To enhance classification of variants of uncertain significance (VUS) in the DNA mismatch repair (MMR) genes in the cancer predisposition Lynch syndrome, we developed the cell-free in vitro MMR activity (CIMRA) assay. Here, we calibrate and validate the assay, enabling its integration with in silico and clinical data.

METHODS:

Two sets of previously classified MLH1 and MSH2 variants were selected from a curated MMR gene database, and their biochemical activity determined by the CIMRA assay. The assay was calibrated by regression analysis followed by symmetric cross-validation and Bayesian integration with in silico predictions of pathogenicity.
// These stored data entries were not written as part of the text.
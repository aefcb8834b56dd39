//! Configuration snapshots
//!
//! A [`Snapshot`] records the identity of one interface together with the
//! DNS servers it had before enforcement began. Snapshots are never mutated;
//! a changed interface yields a successor snapshot that replaces the old one
//! in the registry.

use chrono::{DateTime, Utc};
use serde::Serialize;

use crate::error::{Error, Result};
use crate::traits::ConfigurationRecord;

/// Captured, immutable record of one interface's original DNS configuration
#[derive(Debug, Clone, Serialize)]
pub struct Snapshot {
    interface_index: u32,
    setting_id: String,
    original_dns_servers: Vec<String>,
    captured_at: DateTime<Utc>,
}

impl Snapshot {
    /// Capture a snapshot from a freshly reported record
    ///
    /// The record's current DNS servers become the original servers.
    pub fn capture(record: &ConfigurationRecord) -> Result<Self> {
        validate(record)?;

        Ok(Self {
            interface_index: record.interface_index,
            setting_id: record.setting_id.clone(),
            original_dns_servers: record.dns_servers.clone(),
            captured_at: Utc::now(),
        })
    }

    /// Build the snapshot that replaces `self` after the interface changed
    ///
    /// Identity is refreshed from `record`; the original DNS servers and the
    /// capture time are carried forward so the interface is reverted to what
    /// it had before it was first seen.
    pub fn succeed(&self, record: &ConfigurationRecord) -> Result<Self> {
        validate(record)?;

        if record.interface_index != self.interface_index {
            return Err(Error::snapshot_build(format!(
                "record for interface {} cannot replace snapshot of interface {}",
                record.interface_index, self.interface_index
            )));
        }

        Ok(Self {
            interface_index: self.interface_index,
            setting_id: record.setting_id.clone(),
            original_dns_servers: self.original_dns_servers.clone(),
            captured_at: self.captured_at,
        })
    }

    pub fn interface_index(&self) -> u32 {
        self.interface_index
    }

    pub fn setting_id(&self) -> &str {
        &self.setting_id
    }

    /// DNS servers to restore on reversion (empty means automatic)
    pub fn original_dns_servers(&self) -> &[String] {
        &self.original_dns_servers
    }

    pub fn captured_at(&self) -> DateTime<Utc> {
        self.captured_at
    }
}

fn validate(record: &ConfigurationRecord) -> Result<()> {
    if record.interface_index == 0 {
        return Err(Error::snapshot_build(format!(
            "interface index 0 is not a valid identity (setting id '{}')",
            record.setting_id
        )));
    }

    if record.setting_id.trim().is_empty() {
        return Err(Error::snapshot_build(format!(
            "interface {} reported an empty setting id",
            record.interface_index
        )));
    }

    Ok(())
}

#[cfg(test)]
mod tests {
    use super::*;

    fn record(index: u32, id: &str, servers: &[&str]) -> ConfigurationRecord {
        ConfigurationRecord::new(index, id, servers.iter().map(|s| s.to_string()).collect())
    }

    #[test]
    fn test_capture_takes_current_servers() {
        let snapshot = Snapshot::capture(&record(3, "{A1}", &["192.168.1.1"])).unwrap();

        assert_eq!(snapshot.interface_index(), 3);
        assert_eq!(snapshot.setting_id(), "{A1}");
        assert_eq!(snapshot.original_dns_servers(), ["192.168.1.1"]);
    }

    #[test]
    fn test_capture_rejects_malformed_records() {
        assert!(matches!(
            Snapshot::capture(&record(0, "{A1}", &[])),
            Err(Error::SnapshotBuild(_))
        ));
        assert!(matches!(
            Snapshot::capture(&record(4, "  ", &[])),
            Err(Error::SnapshotBuild(_))
        ));
    }

    #[test]
    fn test_successor_keeps_originals() {
        let first = Snapshot::capture(&record(1, "{A1}", &["192.168.1.1"])).unwrap();
        let next = first
            .succeed(&record(1, "{A2}", &["8.8.8.8", "1.1.1.1"]))
            .unwrap();

        assert_eq!(next.setting_id(), "{A2}");
        assert_eq!(next.original_dns_servers(), ["192.168.1.1"]);
        assert_eq!(next.captured_at(), first.captured_at());
        // the predecessor is untouched
        assert_eq!(first.setting_id(), "{A1}");
    }

    #[test]
    fn test_successor_must_match_interface() {
        let first = Snapshot::capture(&record(1, "{A1}", &[])).unwrap();
        assert!(first.succeed(&record(2, "{B1}", &[])).is_err());
    }
}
CIMRA assay reproducibility was assessed in four laboratories.

RESULTS:

Concordance between the training runs met our prespecified validation criterion. The CIMRA assay alone correctly classified 65% of variants, with only 3% discordant classification. Bayesian integration with in silico predictions of pathogenicity increased the proportion of correctly classified variants to 87%, without changing the discordance rate. Interlaboratory results were highly reproducible.

CONCLUSION:

The CIMRA assay accurately predicts pathogenic and benign MMR gene variants. Quantitative combination of assay results with in silico analysis correctly classified the majority of variants. Using this calibration, CIMRA assay results can be integrated into the diagnostic algorithm for MMR gene variants.